How To Weld Sheet Metal

Most farmers have spent a lot of time fusing metal with a welder in the farm shop. The jobs they most often have to tackle are repairing structural components on an implement or fabricating corral gates. That usually involves some reasonably thick metal. But dealing with thin sheet metal is a little different.

There is a lot of sheet metal around the farm. Panels on livestock trailers, truck boxes or fenders and hoods on tractors, are places where it’s typically used. And all of those components are subject to rusting, dents and other damage, which can easily be repaired if you know how. This should get you started.


The trusty arc welder that does most of the work around the farm just won’t do the trick this time. Welding sheet metal requires maintaining an arc for very short periods of time and starting them precisely on the joint, which is nearly impossible with an arc welder. Also, typical arc welding electrodes are just too thick and require too much heat.

Sheet metal repair is a job for a MIG — or TIG welder, if you are lucky enough to have one. If you don’t have a MIG, buying one that will do all the welding work around the farm will set you back over $2,000. But a small 110-volt machine will easily weld sheet metal up to one-sixteenth of an inch, and you’ll pay less than half the cost of a larger welder.

A good angle grinder is also important. It will clean paint or rust off the base surfaces to ensure a good arc and prevent incorporating impurities into the weld. It can also be used to fine tune the fit up of pieces and to grind down the finished weld.


“Use the smallest wire diameter feasible,” reads the American Welding Society’s (AWS)Tips for successfully welding sheet metal. “Smaller wire takes less heat to melt, which, in turn, heats the metal less. A smaller wire also allows for more control over the weld bead and a better chance of recovering from mistakes because it has a lower deposition rate.”

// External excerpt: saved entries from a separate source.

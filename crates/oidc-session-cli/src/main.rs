#[tokio::main]
async fn main() {
    // Errors are already rendered with suggestions by `run`
    if oidc_session_cli::run().await.is_err() {
        std::process::exit(1);
    }
}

That means using .023-gauge welding wire shielded with a 75-25 argon-CO2 gas mixture. Don’t use flux-core wire for thin steel. It uses more heat, which can increase the likelihood of distorting the base metal. Avoiding excess heat is the biggest challenge when welding thin-gauge material.

Fitting up the joint is critical. Pieces should fit tightly without any gaps. Even very small gaps will increase the possibility of burning through. “Gaps cause nothing but trouble,” mentions the AWS. “To avoid rework caused by melt-through, adhere to the old saying ‘Measure twice, cut once.’”

The AWS also recommends clamping a thicker piece of a dissimilar metal (like copper) behind a joint to help dissipate heat and reduce burn-through, but that may not always be possible, depending on the location and shape of the joint.

To demonstrate the process, these photographs and captions will walk you through welding a 20-gauge, mild-steel panel. The pictures show an old truck fender that was previously used to donate metal for other patches. In this case a patch is welded back onto the fender.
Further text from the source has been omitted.